__Your instructions__
Repeat the records below exactly, line for line.

__Material provided__
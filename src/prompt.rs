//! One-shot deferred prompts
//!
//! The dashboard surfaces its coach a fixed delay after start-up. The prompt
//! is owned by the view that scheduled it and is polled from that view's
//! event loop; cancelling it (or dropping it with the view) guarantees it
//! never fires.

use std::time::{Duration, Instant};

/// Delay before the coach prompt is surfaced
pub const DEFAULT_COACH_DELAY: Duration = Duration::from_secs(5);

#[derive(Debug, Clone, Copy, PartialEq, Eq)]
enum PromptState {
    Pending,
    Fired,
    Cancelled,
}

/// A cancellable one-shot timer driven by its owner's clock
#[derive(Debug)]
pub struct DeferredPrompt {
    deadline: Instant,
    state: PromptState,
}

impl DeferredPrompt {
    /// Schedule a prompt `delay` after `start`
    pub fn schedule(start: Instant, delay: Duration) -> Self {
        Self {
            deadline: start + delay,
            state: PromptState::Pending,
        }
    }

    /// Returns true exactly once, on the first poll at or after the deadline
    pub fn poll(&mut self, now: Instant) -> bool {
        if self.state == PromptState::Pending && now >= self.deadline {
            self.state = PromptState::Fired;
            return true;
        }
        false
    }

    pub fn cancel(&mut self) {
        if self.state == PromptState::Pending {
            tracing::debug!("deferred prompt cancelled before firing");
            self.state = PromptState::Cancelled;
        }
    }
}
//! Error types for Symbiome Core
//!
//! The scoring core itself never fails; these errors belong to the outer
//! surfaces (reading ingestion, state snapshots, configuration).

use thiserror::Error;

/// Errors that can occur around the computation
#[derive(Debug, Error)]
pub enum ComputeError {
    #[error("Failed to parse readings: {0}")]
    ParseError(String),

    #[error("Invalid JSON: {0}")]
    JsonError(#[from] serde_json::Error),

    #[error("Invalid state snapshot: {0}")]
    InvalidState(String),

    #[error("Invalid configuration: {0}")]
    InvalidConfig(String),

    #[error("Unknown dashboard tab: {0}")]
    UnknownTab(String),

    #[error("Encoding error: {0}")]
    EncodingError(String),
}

__Written answer__
filename src/prompt.rs
//! One-shot deferred prompts
//!
//! The dashboard surfaces its coach a fixed delay after start-up. The prompt
//! is owned by the view that scheduled it and is polled from that view's
//! event loop; cancelling it (or dropping it with the view) guarantees it
//! never fires.

use std::time::{Duration, Instant};

/// Delay before the coach prompt is surfaced
pub const DEFAULT_COACH_DELAY: Duration = Duration::from_secs(5);

#[derive(Debug, Clone, Copy, PartialEq, Eq)]
enum PromptState {
    Pending,
    Fired,
    Cancelled,
}

/// A cancellable one-shot timer driven by its owner's clock
#[derive(Debug)]
pub struct DeferredPrompt {
    deadline: Instant,
    state: PromptState,
}

impl DeferredPrompt {
    /// Schedule a prompt `delay` after `start`
    pub fn schedule(start: Instant, delay: Duration) -> Self {
        Self {
            deadline: start + delay,
            state: PromptState::Pending,
        }
    }

    /// Returns true exactly once, on the first poll at or after the deadline
    pub fn poll(&mut self, now: Instant) -> bool {
        if self.state == PromptState::Pending && now >= self.deadline {
            self.state = PromptState::Fired;
            return true;
        }
        false
    }

    pub fn cancel(&mut self) {
        if self.state == PromptState::Pending {
            tracing::debug!("deferred prompt cancelled before firing");
            self.state = PromptState::Cancelled;
        }
    }
}
//! Error types for Symbiome Core
//!
//! The scoring core itself never fails; these errors belong to the outer
//! surfaces (reading ingestion, state snapshots, configuration).

use thiserror::Error;

/// Errors that can occur around the computation
#[derive(Debug, Error)]
pub enum ComputeError {
    #[error("Failed to parse readings: {0}")]
    ParseError(String),

    #[error("Invalid JSON: {0}")]
    JsonError(#[from] serde_json::Error),

    #[error("Invalid state snapshot: {0}")]
    InvalidState(String),

    #[error("Invalid configuration: {0}")]
    InvalidConfig(String),

    #[error("Unknown dashboard tab: {0}")]
    UnknownTab(String),

    #[error("Encoding error: {0}")]
    EncodingError(String),
}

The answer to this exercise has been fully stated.